Biogeography is one of the most synthetic of biological undertakings; it requires placing a substantiated phylogenetic model in a geological, climatological, and ecological context, all of which shift through time. In the past two decades, the application of cladistic and molecular techniques has diversified our grasp on phylogeny. This has allowed the formulation of hypotheses of past distribution patterns based on samples from available living material and algorithms for their interpretation. Fossils contribute to these cladistic approaches by adding morphological checkpoints to character associations in time and by providing a basis for estimates of rates of divergence. However, fossils also check these hypotheses by direct occurrence (does a fossil of the taxon occur where predicted?) and by ecological suitability (is it reasonable that the taxon could occur in the predicted environment?). The first test is straightforward if difficult, requiring the finding of a specific fossil in a specific place and time. The second is based on the assumption of physiological uniformitarianism—that fossil and modern taxa united by a common morphology possess similar physiologies. If correct, then hypotheses of past distribution must accord with the predicted physiological tolerances of the taxon in question. Application of physiological uniformitarianism to phylogeographic hypotheses, together with new paleontological data, suggest (a) the validity of many established phylogeographic hypotheses; (b) the need to reevaluate others; and (c) the recognition that the North Atlantic land bridge likely functioned as a link between the Old and New Worlds into the Later Tertiary, contrary to this author's earlier papers.

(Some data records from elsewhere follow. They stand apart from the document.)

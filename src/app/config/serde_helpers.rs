/// Helper function to load and parse an environment variable.
/// Returns Ok(()) if the variable doesn't exist (keeps default).
pub fn load_env_var<T>(name: &str, target: &mut T) -> Result<(), super::ConfigError>
where
    T: std::str::FromStr,
    T::Err: std::fmt::Display,
{
    if let Ok(value) = std::env::var(name) {
        *target = value
            .parse()
            .map_err(|e| super::ConfigError::EnvError(format!("Invalid {name}: {e}")))?;
    }
    Ok(())
}
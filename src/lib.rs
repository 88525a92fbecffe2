#![allow(
    clippy::missing_errors_doc,      // Config and CLI helpers
    clippy::module_name_repetitions, // e.g. ConfigError in config module
    clippy::float_cmp                // Marks are compared against exact configured values
)]

pub mod app;
pub mod assessment;
pub mod classifier;
pub mod domain;

pub use app::{Cli, Settings};
pub use assessment::{Assessment, AssessmentRequest, Assessor, Verdict};
pub use classifier::{ClassificationResult, ClusterModel, classify};
pub mod category;
pub mod marks;
pub mod student;

pub use category::{Category, CategoryEntry, CategoryError, CategoryTable};
pub use marks::{
    GradeBand, MarkComponent, MarkPolicy, Marks, MarksError, ScoreScale, ScoreSummary, Subtotal,
};
pub use student::{Programme, StudentInfo};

The paleoecology of plants as a modern discipline, distinct from traditional floristics or biostratigraphy, has undergone an enormous expansion in the past 20 years. In addition to baseline studies characterizing extinct plants and plant assemblages in terms of their growth habits, environmental preferences, and patterns of association, paleoecology has converged on neoecology and represents a means to extend our basic understanding of the world and to contribute to the theoretical framework of ecology, writ large. Reconstruction of whole plants, including studies of physiology and developmental biology, and analyses of biomechanics have become mainstays of autecological studies. Assemblage studies now are informed by sophisticated taphonomic models that have helped guide sampling strategies and helped with the interpretation of statistical data. Linkages of assemblage patterns in space and time with sedimentology, geochemical proxies for atmospheric composition and climate, paleosol analyses, and increasingly refined geochronological and sequence stratigraphic data have permitted paleoecologists to examine rates and extents of vegetational response to environmental change and to time intervals of quiescent climatic conditions. Studies of plant-animal interaction, explicit consideration of phylogenetic information in assessing assemblage time-space dynamics, and examination of ecological structure in terms of developing metabolic scaling theory are all having direct impact on paleoecological as well as neoecological studies. The growth of paleoecology shows no sign of diminishment—closer linkages with neoecology are needed.